Il y a des évolutions regrettables. Ce que l’on peut retenir de votre remarque c’est que, contrairement à ce que croyait Hegel, l’Histoire n’est pas unilinéaire. Il y a des tentatives qui n’aboutissent pas, de très belles civilisations qui se corrompent. « Nous autres civilisations savons maintenant que nous sommes mortelles ». Tout ce qu’on peut faire du point de vue de l’humanisme c’est d’en conserver tout ce que l’on peut. D’où l’importance du patrimoine, d’où le prix que l’on peut attacher – Levi-Strauss a une très belle page là-dessus – à l’harmonie qui peut exister dans les sociétés les plus perdues, les langues les plus rares ; c’est tout une vision du monde qui est perçue différemment par chaque groupe humain.

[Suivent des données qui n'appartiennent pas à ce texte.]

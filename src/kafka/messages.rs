// Message types exchanged with the broker
//
// OutboundMessage is what the producer hands to a broker, ReceivedMessage is
// what a listener gets back. Both carry UTF-8 text payloads; the wire format
// belongs to the client library.

use super::error::{DemoError, Result};

/// A message to be published
#[derive(Debug, Clone, PartialEq, Eq)]
pub struct OutboundMessage {
    /// Target topic
    pub topic: String,
    /// Explicit partition (None = let the partitioner decide)
    pub partition: Option<i32>,
    /// Optional key, used for partition assignment when no partition is given
    pub key: Option<String>,
    /// Text payload
    pub payload: String,
    /// Application headers
    pub headers: Vec<(String, String)>,
}

impl OutboundMessage {
    pub fn new(topic: impl Into<String>, payload: impl Into<String>) -> Self {
        Self {
            topic: topic.into(),
            partition: None,
            key: None,
            payload: payload.into(),
            headers: Vec::new(),
        }
    }

    pub fn with_partition(mut self, partition: i32) -> Self {
        self.partition = Some(partition);
        self
    }

    pub fn with_key(mut self, key: impl Into<String>) -> Self {
        self.key = Some(key.into());
        self
    }

    pub fn with_header(mut self, name: impl Into<String>, value: impl Into<String>) -> Self {
        self.headers.push((name.into(), value.into()));
        self
    }

    /// Reject empty topics and payloads before anything reaches the broker
    ///
    /// Partition validity is the broker's call and is not checked here.
    pub fn validate(&self) -> Result<()> {
        if self.topic.trim().is_empty() {
            return Err(DemoError::InvalidArgument(
                "topic name must not be empty".to_string(),
            ));
        }
        if self.payload.is_empty() {
            return Err(DemoError::InvalidArgument(format!(
                "message for topic '{}' must not be empty",
                self.topic
            )));
        }
        Ok(())
    }
}

/// Acknowledgment of a successful publish
#[derive(Debug, Clone, Copy, PartialEq, Eq)]
pub struct SendResult {
    /// Partition the message was appended to
    pub partition: i32,
    /// Committed offset within that partition
    pub offset: i64,
}

/// A message delivered to a listener
#[derive(Debug, Clone, PartialEq, Eq)]
pub struct ReceivedMessage {
    pub topic: String,
    pub partition: i32,
    pub offset: i64,
    pub key: Option<String>,
    pub payload: String,
    pub headers: Vec<(String, String)>,
}

impl ReceivedMessage {
    /// Look up an application header by name
    pub fn header(&self, name: &str) -> Option<&str> {
        self.headers
            .iter()
            .find(|(k, _)| k == name)
            .map(|(_, v)| v.as_str())
    }
}

/// Which record metadata a listener wants extracted alongside the payload
#[derive(Debug, Clone, Copy, PartialEq, Eq, Default)]
pub enum HeaderRequirement {
    /// Payload only
    #[default]
    None,
    /// The partition id the message arrived on
    Partition,
    /// Partition, offset, topic and key
    All,
}

/// Received-record metadata handed to a listener, per its `HeaderRequirement`
#[derive(Debug, Clone, Default, PartialEq, Eq)]
pub struct RecordHeaders {
    pub received_partition: Option<i32>,
    pub received_offset: Option<i64>,
    pub received_topic: Option<String>,
    pub received_key: Option<String>,
}

impl RecordHeaders {
    /// Extract the requested metadata from a delivered message
    pub fn extract(message: &ReceivedMessage, requirement: HeaderRequirement) -> Self {
        match requirement {
            HeaderRequirement::None => Self::default(),
            HeaderRequirement::Partition => Self {
                received_partition: Some(message.partition),
                ..Self::default()
            },
            HeaderRequirement::All => Self {
                received_partition: Some(message.partition),
                received_offset: Some(message.offset),
                received_topic: Some(message.topic.clone()),
                received_key: message.key.clone(),
            },
        }
    }
}

/// A topic the demo expects to exist
#[derive(Debug, Clone, PartialEq, Eq)]
pub struct TopicSpec {
    pub name: String,
    pub partitions: i32,
    pub replication: i32,
}

impl TopicSpec {
    pub fn new(name: impl Into<String>, partitions: i32) -> Self {
        Self {
            name: name.into(),
            partitions,
            replication: super::constants::DEFAULT_REPLICATION_FACTOR,
        }
    }
}
//! Demo orchestration
//!
//! `DemoRunner` provisions the demo topics, registers five listeners, and
//! then runs three publish stages. Each stage publishes its messages and
//! waits on a `DeliveryLatch` that the listeners count down:
//!
//! | stage       | publishes                                   | latch |
//! |-------------|---------------------------------------------|-------|
//! | basic       | "Hello, World!" to the message topic        | 3     |
//! | partitioned | one message to every partition              | 2     |
//! | filtered    | "Hello Test!" and "Hello World!"            | 1     |
//!
//! A stage whose latch does not reach zero in time is recorded as timed out
//! and the run moves on, unless `demo.fail_fast` is set.

use std::sync::Arc;
use std::time::{Duration, Instant};

use tracing::{info, warn};

use crate::config::{BrokerMode, Config};
use crate::kafka::broker::{MessageBroker, Subscription};
use crate::kafka::client::KafkaBroker;
use crate::kafka::constants::{
    BASIC_PAYLOAD, FILTERED_PAYLOADS, PARTITIONED_PAYLOAD, SHUTDOWN_FLUSH_TIMEOUT_MS,
};
use crate::kafka::error::Result;
use crate::kafka::latch::DeliveryLatch;
use crate::kafka::listener::{
    ListenerContainer, ListenerRegistry, ListenerSpec, RecordFilter, StatsSnapshot,
};
use crate::kafka::memory::InMemoryBroker;
use crate::kafka::messages::{HeaderRequirement, ReceivedMessage, RecordHeaders};
use crate::kafka::producer::{MessageProducer, TopicNames};

/// Listener names used by the demo
pub const LISTENER_GROUP_FOO: &str = "group-foo";
pub const LISTENER_GROUP_BAR: &str = "group-bar";
pub const LISTENER_WITH_HEADERS: &str = "with-headers";
pub const LISTENER_PARTITIONS: &str = "partitions";
pub const LISTENER_FILTERED: &str = "filtered";

/// Build the broker selected by `broker.mode`
pub fn connect_broker(config: Arc<Config>) -> Result<Arc<dyn MessageBroker>> {
    match config.broker_mode {
        BrokerMode::Kafka => Ok(Arc::new(KafkaBroker::new(config)?)),
        BrokerMode::Memory => {
            info!("Using the in-process simulated broker");
            Ok(Arc::new(InMemoryBroker::new()))
        }
    }
}

/// The three latches the stages wait on
#[derive(Debug, Clone)]
pub struct DemoLatches {
    pub basic: Arc<DeliveryLatch>,
    pub partition: Arc<DeliveryLatch>,
    pub filter: Arc<DeliveryLatch>,
}

impl DemoLatches {
    /// Latches sized for the listeners `demo_listeners` registers
    pub fn for_config(config: &Config) -> Self {
        Self {
            basic: Arc::new(DeliveryLatch::new("basic", 3)),
            partition: Arc::new(DeliveryLatch::new(
                "partition",
                config.listened_partitions.len(),
            )),
            filter: Arc::new(DeliveryLatch::new("filter", 1)),
        }
    }
}

/// Register the demo listeners, wired to count down `latches`
pub fn demo_listeners(config: &Config, latches: &DemoLatches) -> Result<ListenerRegistry> {
    let mut registry = ListenerRegistry::new();

    for (name, group) in [
        (LISTENER_GROUP_FOO, &config.group_foo),
        (LISTENER_GROUP_BAR, &config.group_bar),
    ] {
        let latch = latches.basic.clone();
        let group_name = group.clone();
        registry.register(
            ListenerSpec::topics(
                name,
                &[config.message_topic.as_str()],
                Arc::new(move |message: &ReceivedMessage, _: &RecordHeaders| {
                    info!("Received Message in group '{}': {}", group_name, message.payload);
                    latch.count_down();
                }),
            )
            .with_group_id(group.as_str()),
        )?;
    }

    let latch = latches.basic.clone();
    registry.register(
        ListenerSpec::topics(
            LISTENER_WITH_HEADERS,
            &[config.message_topic.as_str()],
            Arc::new(move |message: &ReceivedMessage, headers: &RecordHeaders| {
                info!(
                    "Received Message: {} from partition: {}",
                    message.payload,
                    headers.received_partition.unwrap_or(message.partition)
                );
                latch.count_down();
            }),
        )
        .with_group_id(config.group_headers.as_str())
        .with_headers(HeaderRequirement::Partition),
    )?;

    let latch = latches.partition.clone();
    registry.register(
        ListenerSpec::new(
            LISTENER_PARTITIONS,
            Subscription::Partitions {
                topic: config.partitioned_topic.clone(),
                partitions: config.listened_partitions.clone(),
            },
            Arc::new(move |message: &ReceivedMessage, headers: &RecordHeaders| {
                info!(
                    "Received Message: {} from partition: {}",
                    message.payload,
                    headers.received_partition.unwrap_or(message.partition)
                );
                latch.count_down();
            }),
        )
        .with_group_id(config.group_partitions.as_str())
        .with_headers(HeaderRequirement::Partition),
    )?;

    let latch = latches.filter.clone();
    registry.register(
        ListenerSpec::topics(
            LISTENER_FILTERED,
            &[config.filtered_topic.as_str()],
            Arc::new(move |message: &ReceivedMessage, _: &RecordHeaders| {
                info!("Received Message in filtered listener: {}", message.payload);
                latch.count_down();
            }),
        )
        .with_group_id(config.group_filter.as_str())
        .with_filter(RecordFilter::discard_containing(
            config.filter_discard_contains.as_str(),
        )),
    )?;

    Ok(registry)
}

/// How a stage ended
#[derive(Debug, Clone, Copy, PartialEq, Eq)]
pub enum StageOutcome {
    Completed { elapsed: Duration },
    TimedOut { remaining: usize },
}

#[derive(Debug, Clone, PartialEq, Eq)]
pub struct StageReport {
    pub name: String,
    pub expected: usize,
    pub publish_failures: usize,
    pub outcome: StageOutcome,
}

impl StageReport {
    pub fn completed(&self) -> bool {
        matches!(self.outcome, StageOutcome::Completed { .. })
    }
}

/// Result of a full run
#[derive(Debug, Clone, Default)]
pub struct DemoReport {
    pub stages: Vec<StageReport>,
    pub listeners: Vec<(String, StatsSnapshot)>,
}

impl DemoReport {
    pub fn all_completed(&self) -> bool {
        self.stages.iter().all(StageReport::completed)
    }

    pub fn stage(&self, name: &str) -> Option<&StageReport> {
        self.stages.iter().find(|s| s.name == name)
    }

    pub fn listener(&self, name: &str) -> Option<StatsSnapshot> {
        self.listeners
            .iter()
            .find(|(listener, _)| listener == name)
            .map(|(_, stats)| *stats)
    }

    pub fn log_summary(&self) {
        for stage in &self.stages {
            match stage.outcome {
                StageOutcome::Completed { elapsed } => info!(
                    "Stage '{}' completed: {} deliveries in {:?}",
                    stage.name, stage.expected, elapsed
                ),
                StageOutcome::TimedOut { remaining } => warn!(
                    "Stage '{}' timed out: {} of {} deliveries missing",
                    stage.name, remaining, stage.expected
                ),
            }
        }
        for (name, stats) in &self.listeners {
            info!(
                "Listener '{}': delivered={} filtered={} errors={}",
                name, stats.delivered, stats.filtered, stats.errors
            );
        }
    }
}

/// Runs the demo stages against a broker
pub struct DemoRunner {
    config: Arc<Config>,
    broker: Arc<dyn MessageBroker>,
}

impl DemoRunner {
    pub fn new(config: Arc<Config>, broker: Arc<dyn MessageBroker>) -> Self {
        Self { config, broker }
    }

    /// Run every stage, then stop the listeners and flush the producer
    ///
    /// Returns `LatchTimeout` only when `demo.fail_fast` is set; otherwise a
    /// timed out stage shows up in the report. An invalid config is rejected
    /// before anything touches the broker.
    pub async fn run(&self) -> Result<DemoReport> {
        self.config.validate()?;

        info!(
            "Starting demo against {} broker ({})",
            self.broker.name(),
            self.config.bootstrap_servers
        );

        if let Err(e) = self.broker.ensure_topics(&self.config.topics()).await {
            warn!("Topic provisioning failed, continuing with existing topics: {}", e);
        }

        let latches = DemoLatches::for_config(&self.config);
        let registry = demo_listeners(&self.config, &latches)?;
        let container = ListenerContainer::start(self.broker.clone(), registry).await?;

        let producer = MessageProducer::new(
            self.broker.clone(),
            TopicNames::from_config(&self.config),
        );

        let result = self.run_stages(&producer, &latches).await;

        let listeners = container.stop().await;

        if let Err(e) = producer.flush(Duration::from_millis(SHUTDOWN_FLUSH_TIMEOUT_MS)) {
            warn!("Producer flush failed: {}", e);
        }

        let mut report = result?;
        report.listeners = listeners;
        report.log_summary();
        Ok(report)
    }

    async fn run_stages(
        &self,
        producer: &MessageProducer,
        latches: &DemoLatches,
    ) -> Result<DemoReport> {
        let mut report = DemoReport::default();

        let started = Instant::now();
        let failures = usize::from(producer.send_message(BASIC_PAYLOAD).await.is_err());
        report
            .stages
            .push(self.await_stage("basic", started, &latches.basic, failures).await?);

        let started = Instant::now();
        let mut failures = 0;
        for partition in 0..self.config.partitioned_topic_partitions {
            if producer
                .send_message_to_partition(PARTITIONED_PAYLOAD, partition)
                .await
                .is_err()
            {
                failures += 1;
            }
        }
        report
            .stages
            .push(self.await_stage("partitioned", started, &latches.partition, failures).await?);

        let started = Instant::now();
        let mut failures = 0;
        for payload in FILTERED_PAYLOADS {
            if producer.send_message_to_filtered(payload).await.is_err() {
                failures += 1;
            }
        }
        report
            .stages
            .push(self.await_stage("filtered", started, &latches.filter, failures).await?);

        Ok(report)
    }

    async fn await_stage(
        &self,
        name: &str,
        started: Instant,
        latch: &DeliveryLatch,
        publish_failures: usize,
    ) -> Result<StageReport> {
        let timeout = Duration::from_millis(self.config.latch_timeout_ms);

        let outcome = match latch.wait(timeout).await {
            Ok(()) => StageOutcome::Completed {
                elapsed: started.elapsed(),
            },
            Err(e) if e.is_timeout() && !self.config.fail_fast => {
                warn!("Stage '{}': {}", name, e);
                StageOutcome::TimedOut {
                    remaining: latch.count(),
                }
            }
            Err(e) => return Err(e),
        };

        Ok(StageReport {
            name: name.to_string(),
            expected: latch.initial(),
            publish_failures,
            outcome,
        })
    }
}

impl std::fmt::Debug for DemoRunner {
    fn fmt(&self, f: &mut std::fmt::Formatter<'_>) -> std::fmt::Result {
        f.debug_struct("DemoRunner")
            .field("broker", &self.broker.name())
            .field("config", &self.config)
            .finish()
    }
}
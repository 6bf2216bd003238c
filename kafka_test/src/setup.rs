//! Test environment setup and teardown
//!
//! Provides TestContext for test isolation with automatic cleanup via RAII.

use std::sync::Arc;
use std::time::Duration;

use rdkafka::admin::{AdminClient, AdminOptions, NewTopic, TopicReplication};
use rdkafka::client::DefaultClientContext;
use rdkafka::config::ClientConfig;
use rdkafka::producer::{FutureProducer, Producer};
use rdkafka::types::RDKafkaErrorCode;
use tokio::sync::Mutex;
use uuid::Uuid;

use crate::common::{get_bootstrap_servers, TestResult};

/// Test context providing isolation and automatic cleanup
///
/// Each test should create its own TestContext which:
/// - Generates unique topic/group names to prevent collisions
/// - Tracks created topics for cleanup
/// - Deletes them on drop
pub struct TestContext {
    /// Unique identifier for this test run
    pub test_id: String,
    admin: Arc<AdminClient<DefaultClientContext>>,
    topics_created: Arc<Mutex<Vec<String>>>,
}

fn create_admin_client() -> Result<AdminClient<DefaultClientContext>, Box<dyn std::error::Error>> {
    let admin: AdminClient<DefaultClientContext> = ClientConfig::new()
        .set("bootstrap.servers", get_bootstrap_servers())
        .set("broker.address.family", "v4")
        .create()?;
    Ok(admin)
}

impl TestContext {
    pub async fn new() -> Result<Self, Box<dyn std::error::Error>> {
        Ok(Self {
            test_id: Uuid::new_v4().to_string()[..8].to_string(),
            admin: Arc::new(create_admin_client()?),
            topics_created: Arc::new(Mutex::new(Vec::new())),
        })
    }

    /// Generate a unique topic name for this test (not created yet)
    pub fn unique_topic(&self, base: &str) -> String {
        let uuid_str = Uuid::new_v4().to_string();
        format!("{}-{}-{}", base, self.test_id, &uuid_str[..8])
    }

    /// Generate a unique consumer group ID for this test
    pub fn unique_group(&self, base: &str) -> String {
        let uuid_str = Uuid::new_v4().to_string();
        format!("{}-{}-{}", base, self.test_id, &uuid_str[..8])
    }

    /// Create a uniquely named topic and track it for cleanup
    pub async fn create_topic(
        &self,
        base: &str,
        partitions: i32,
    ) -> Result<String, Box<dyn std::error::Error>> {
        let name = self.unique_topic(base);
        let new_topic = NewTopic::new(&name, partitions, TopicReplication::Fixed(1));
        let opts = AdminOptions::new().operation_timeout(Some(Duration::from_secs(5)));

        for result in self.admin.create_topics(&[new_topic], &opts).await? {
            match result {
                Ok(_) | Err((_, RDKafkaErrorCode::TopicAlreadyExists)) => {}
                Err((topic, code)) => {
                    return Err(format!("Failed to create topic '{}': {}", topic, code).into())
                }
            }
        }

        self.topics_created.lock().await.push(name.clone());
        Ok(name)
    }

    /// Manually trigger cleanup (also attempted on drop)
    pub async fn cleanup(&self) -> TestResult {
        let topics: Vec<String> = self.topics_created.lock().await.drain(..).collect();
        delete_topics(&self.admin, &topics).await;
        Ok(())
    }
}

async fn delete_topics(admin: &AdminClient<DefaultClientContext>, topics: &[String]) {
    if topics.is_empty() {
        return;
    }
    let names: Vec<&str> = topics.iter().map(String::as_str).collect();
    let _ = admin.delete_topics(&names, &AdminOptions::new()).await;
}

impl Drop for TestContext {
    fn drop(&mut self) {
        // Best-effort: skipped if the runtime is shutting down
        let topics = self.topics_created.clone();
        let admin = self.admin.clone();

        if let Ok(handle) = tokio::runtime::Handle::try_current() {
            handle.spawn(async move {
                let topics: Vec<String> = topics.lock().await.drain(..).collect();
                delete_topics(&admin, &topics).await;
            });
        }
    }
}

/// Verify that the broker is ready to accept connections
pub async fn verify_server_ready() -> TestResult {
    let producer: FutureProducer = ClientConfig::new()
        .set("bootstrap.servers", get_bootstrap_servers())
        .set("message.timeout.ms", "5000")
        .create()?;

    let timeout = Duration::from_secs(5);
    producer.client().fetch_metadata(None, timeout)?;

    Ok(())
}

2 – Je ne sais pas s’il y a une civilisation chrétienne. Il y a le christianisme, il a informé différents courants. Ce qui m’intéresse, en tant que chrétien c’est la diversité de ces informations au sens étymologique du mot. C’est-à-dire comment il y a eu un christianisme latin, il y a eu un christianisme grec, éthiopien qui a survécu jusqu’à maintenant. Comment, dans les mêmes références dogmatiques, je me borne aux orthodoxes, je ne m’occupe pas des sectes encore que les nestoriens aient été jusqu’en Chine. Comment le christianisme a été vécu de façon très différente ; en Éthiopie, c’est admirable de voir l’iconostase grecque devenue une cloison circulaire à l’intérieur d’une case ronde. Cette case ronde ressemble à une grande case africaine et, dans l’église, il y a incorporation de toutes sortes de schémas. La dogmatique est pourtant exactement la même que pour nous autres.
Le problème de la perpétuation du christianisme est un problème religieux, pas civilisationnel. « Où irions-nous ? », c’est la parole de Pierre à Jésus, « c’est vous qui avez les paroles de la vie éternelle ».
C’est la Foi qui me fait dire ça, ce n’est pas du tout l’expérience, au contraire ! Vous voyez bien qu’il y a contre l’héritage chrétien, en France, un mouvement tout à fait sensible qui fait que, à la différence de pays voisins, nous n’avons pas voulu reconnaître cette composante dans notre patrimoine culturel.
Ce n’est pas la peine d’aller très loin pour trouver, parmi les jeunes à côté de nous, des hommes, des femmes complètement étrangers au christianisme. Du moins sont-ils, comme disait Nietzsche, habités par le cadavre des idées chrétiennes. La charité est devenu une espèce d’instinct de solidarité. On voit à l’expérience que, s’il n’est pas fondé profondément dans une vie spirituelle, cela ne dure pas. On veut bien avoir un bon mouvement, mais on ne s’engagera pas vraiment. Plus on affronte cette jeunesse déchristianisée, plus on se rend compte qu’il y a quelque besoin de consensus, de relations pacifiques avec les autres, mais tant que cela vous arrange, tant que l’individualisme y trouve son compte et l’autosatisfaction ou justification de soi.
Je crois que, d’une façon ou d’une autre, les valeurs chrétiennes subsisteront mais pas forcément au niveau de la macrosociété future.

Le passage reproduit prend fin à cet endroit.